Occupational therapy was able to work with Jeanie and her daughter (who was home and available during occupational therapy sessions).  After working with occupational therapy, Jeanie is now able to:

  • take her medications
  • set up her pill box
  • make her meals 
  • swallow her evening medications
  • do her own laundry
  • take showers alone
  • more confidently manage her anxiety  

Here’s a bit of how it worked.  Occupational therapy first worked with Jeanie and her daughter to listen for and identify the areas of concern.  After setting specific goals to address the areas of concern, occupational therapy began teaching Jeanie and her daughter new strategies. 

Strategies taught by occupational therapy.
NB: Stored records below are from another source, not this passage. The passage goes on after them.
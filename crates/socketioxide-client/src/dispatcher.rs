//! The single entry point of decoded packets.
//!
//! [`Dispatcher::dispatch`] selects the [`Processor`] of the packet type, runs it and turns any
//! failure into one `error` log record and one [`ERROR`] event. Nothing ever propagates back to
//! the transport: a malformed or unexpected packet never tears down the connection.
use std::{panic::AssertUnwindSafe, sync::Arc};

use socketioxide_client_core::Packet;

use crate::{
    ack::AckRegistry,
    emitter::{EventEmitter, panic_message},
    errors::DispatchError,
    event::{ERROR, EventArgs},
    ns::Namespaces,
    processor::{ProcessCtx, Processor},
    sink::PacketSink,
};

/// Routes every incoming packet to its processor.
pub struct Dispatcher {
    pub(crate) ctx: ProcessCtx,
}

impl Dispatcher {
    /// Create a dispatcher around an emitter, an ack registry and the sink used to answer
    /// acknowledgement requests.
    pub fn new(emitter: Arc<EventEmitter>, acks: AckRegistry, sink: Arc<dyn PacketSink>) -> Self {
        Self {
            ctx: ProcessCtx {
                emitter,
                acks,
                nsps: Arc::new(Namespaces::default()),
                sink,
            },
        }
    }

    /// Process a packet received from the transport.
    ///
    /// Never fails and never blocks on listeners: events are emitted on spawned tasks.
    /// Once the emitter is closed, packets are dropped. Without a tokio runtime the
    /// connection state is still updated but no listener runs.
    pub fn dispatch(&self, packet: Packet) {
        if self.ctx.emitter.is_closed() {
            tracing::debug!(kind = ?packet.kind, ns = %packet.ns, "client closed, ignoring packet");
            return;
        }

        let processor = Processor::select(packet.kind);
        let ns = packet.ns.clone();
        let span = tracing::debug_span!("dispatch", ?processor, ns = %ns, ack_id = ?packet.ack_id);
        let _guard = span.enter();
        tracing::trace!("dispatching packet");

        let res = std::panic::catch_unwind(AssertUnwindSafe(|| processor.process(&self.ctx, packet)))
            .unwrap_or_else(|panic| Err(DispatchError::ProcessorPanic(panic_message(&*panic))));

        if let Err(error) = res {
            tracing::error!(%error, "packet processing failed");
            self.ctx.emitter.emit(ERROR, EventArgs::Error { ns, error });
        }
    }

    /// Returns true if the namespace is currently joined.
    pub fn is_joined(&self, ns: &str) -> bool {
        self.ctx.nsps.is_joined(ns)
    }

    /// The emitter events are dispatched to.
    pub fn emitter(&self) -> &Arc<EventEmitter> {
        &self.ctx.emitter
    }

    /// The registry resolved by ack packets.
    pub fn acks(&self) -> &AckRegistry {
        &self.ctx.acks
    }
}

impl std::fmt::Debug for Dispatcher {
    fn fmt(&self, f: &mut std::fmt::Formatter<'_>) -> std::fmt::Result {
        f.debug_struct("Dispatcher")
            .field("emitter", &self.ctx.emitter)
            .field("acks", &self.ctx.acks)
            .field("nsps", &self.ctx.nsps)
            .finish()
    }
}
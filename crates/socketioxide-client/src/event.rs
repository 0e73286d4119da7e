//! Event payloads delivered to listeners registered with [`Client::on`](crate::Client::on).
//!
//! Three event names are reserved by the protocol: [`CONNECT`], [`DISCONNECT`] and [`ERROR`].
//! Every other name is an application event sent by the server.
use std::borrow::Cow;

use serde::de::DeserializeOwned;
use socketioxide_client_core::PayloadValue;

use crate::{ack::AckSender, errors::DispatchError};

/// Emitted when a namespace is joined.
pub const CONNECT: &str = "connect";
/// Emitted when a namespace is left.
pub const DISCONNECT: &str = "disconnect";
/// Emitted for error packets and for every protocol anomaly.
pub const ERROR: &str = "error";

/// All the possible reasons for a namespace to be left.
#[derive(Debug, Copy, Clone, Eq, PartialEq)]
pub enum DisconnectReason {
    /// The server sent a disconnect packet for the namespace
    ServerNSDisconnect,

    /// The client left the namespace with [`Client::disconnect`](crate::Client::disconnect)
    ClientNSDisconnect,
}

impl std::fmt::Display for DisconnectReason {
    fn fmt(&self, f: &mut std::fmt::Formatter<'_>) -> std::fmt::Result {
        use DisconnectReason::*;
        let str: &'static str = match self {
            ServerNSDisconnect => "server disconnected the namespace",
            ClientNSDisconnect => "client has manually disconnected from the namespace",
        };
        f.write_str(str)
    }
}

/// The arguments given to a listener.
#[derive(Debug, Clone)]
pub enum EventArgs {
    /// A [`CONNECT`] event
    Connect {
        /// The joined namespace
        ns: Cow<'static, str>,
        /// The handshake payload sent by the server, `Null` if none
        auth: PayloadValue,
    },
    /// A [`DISCONNECT`] event
    Disconnect {
        /// The namespace that was left
        ns: Cow<'static, str>,
        /// Who initiated the disconnection
        reason: DisconnectReason,
    },
    /// An application event
    Message {
        /// The namespace the event was received on
        ns: Cow<'static, str>,
        /// The event name
        event: String,
        /// The event arguments, binary attachments already in place
        args: Vec<PayloadValue>,
        /// Present when the server expects an acknowledgement
        ack: Option<AckSender>,
    },
    /// An [`ERROR`] event
    Error {
        /// The namespace the anomaly was detected on
        ns: Cow<'static, str>,
        /// What went wrong
        error: DispatchError,
    },
}

impl EventArgs {
    /// The namespace this event belongs to.
    pub fn ns(&self) -> &str {
        match self {
            EventArgs::Connect { ns, .. }
            | EventArgs::Disconnect { ns, .. }
            | EventArgs::Message { ns, .. }
            | EventArgs::Error { ns, .. } => ns,
        }
    }

    /// The arguments of an application event, empty for reserved events.
    pub fn args(&self) -> &[PayloadValue] {
        match self {
            EventArgs::Message { args, .. } => args,
            _ => &[],
        }
    }

    /// Decode the first argument of an application event as a `T`.
    /// A missing argument is decoded from `null`.
    pub fn data<T: DeserializeOwned + 'static>(&self) -> Result<T, serde_json::Error> {
        self.args()
            .first()
            .cloned()
            .unwrap_or(PayloadValue::Null)
            .into_data()
    }

    /// Decode all the arguments of an application event as a `T`, usually a tuple.
    pub fn all_data<T: DeserializeOwned + 'static>(&self) -> Result<T, serde_json::Error> {
        PayloadValue::Array(self.args().to_vec()).into_data()
    }

    /// The ack sender, if the server requested an acknowledgement.
    pub fn ack(&self) -> Option<&AckSender> {
        match self {
            EventArgs::Message { ack, .. } => ack.as_ref(),
            _ => None,
        }
    }

    /// The error carried by an [`ERROR`] event.
    pub fn error(&self) -> Option<&DispatchError> {
        match self {
            EventArgs::Error { error, .. } => Some(error),
            _ => None,
        }
    }
}
use socketioxide_client_core::Packet;

use super::ProcessCtx;
use crate::{
    errors::DispatchError,
    event::{ERROR, EventArgs},
};

/// Purely observational: the namespace is not joined and nothing is retried.
pub(super) fn process(ctx: &ProcessCtx, packet: Packet) -> Result<(), DispatchError> {
    tracing::error!(ns = %packet.ns, data = ?packet.data, "received error packet");
    ctx.emitter.emit(
        ERROR,
        EventArgs::Error {
            ns: packet.ns,
            error: DispatchError::ConnectError(packet.data),
        },
    );
    Ok(())
}
use socketioxide_client_core::Packet;

use super::ProcessCtx;
use crate::{errors::DispatchError, event::EventArgs};

pub(super) fn process(ctx: &ProcessCtx, packet: Packet) -> Result<(), DispatchError> {
    if !ctx.nsps.join(packet.ns.clone()) {
        tracing::debug!(ns = %packet.ns, "connect packet for an already joined namespace");
    }
    ctx.emitter.emit(
        crate::event::CONNECT,
        EventArgs::Connect {
            ns: packet.ns,
            auth: packet.data,
        },
    );
    Ok(())
}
  • Swallowing: One session focused on instructing Jeanie to use a 10 lb lap pad (or bag of rice) to help with swallowing. Some people struggle with anxiety that can impact swallowing and has been attributed to sensory integration issues.  In Jeanie’s case, deep pressure from a 10 lb bag of rice helped calm her system which allowed her to swallow easier.
  • Laundry: Another session focused on helping Jeanie face her anxiety about doing laundry by providing supervision and verbal instructions step by step.  Teaching focused on helping her problem solve areas of concern including where to hang the clothes to dry.  Jeanie had initially hung the clothes in a very high place; this caused her anxiety and was a fall risk. Occupational therapy taught the strategy of using a portable garment rack allow her to more easily hang laundry.  
  • Driving: Another session identified that Jeanie wanted to return to driving but that her cognition, reaction time, and fatigue were limiting. OT made a referral to a local driving specialist for further testing. 
  • Medication Management: Another session focused on instructing her daughter in supervision strategies that would help Jeanie gain her independence back during medication management. This meant teaching her daughter how not to jump in and help too much.  It also meant helping both of them to know how to begin making small changes from having the daughter always tell Jeanie when to take her medications to having Jeanie be responsible for remembering.  Teaching emphasized to the daughter that if 30 minutes had passed by (from when Jeanie needed to take her medications) and Jeanie had not taken her medications then it was time to tell her to take them.  Teaching emphasized caregiver training as well as practical strategies for Jeanie to do daily.
  • Fatigue Management: Another session focused on teaching Jeanie strategies to better manage her fatigue including use of aromatherapy which the patient already owned, having her medications re-checked by her doctors, breaking tasks into mini tasks and doing heavy tasks at the time of day when personal energy levels are highest (such as showering).
  • Strengthening: A separate session focused on teaching exercises she could do to strengthen her arms, which would support overall health and engagement.
  • Meals: A later session keyed in on providing instruction to help her initiate and follow thru on making her own meals again. Instruction emphasized encouragement, promoting for problem-solving and tips for energy conservation.
  • Showering: Another session instructed Jeanie and her daughter in the safest shower set up.  Jeanie declined to have OT present to practice showering, so the daughter was trained in strategies to help her mom become more independent and safe.

Occupational therapy was able to help by offering instructions that focused on changing the way Jeanie was doing activities, changing the environment, and changing Jeanie’s strength and outlook (i.e., anxiety).  With the guidance of occupational therapy, Jeanie was able to be guided back into a more meaningful and independent life.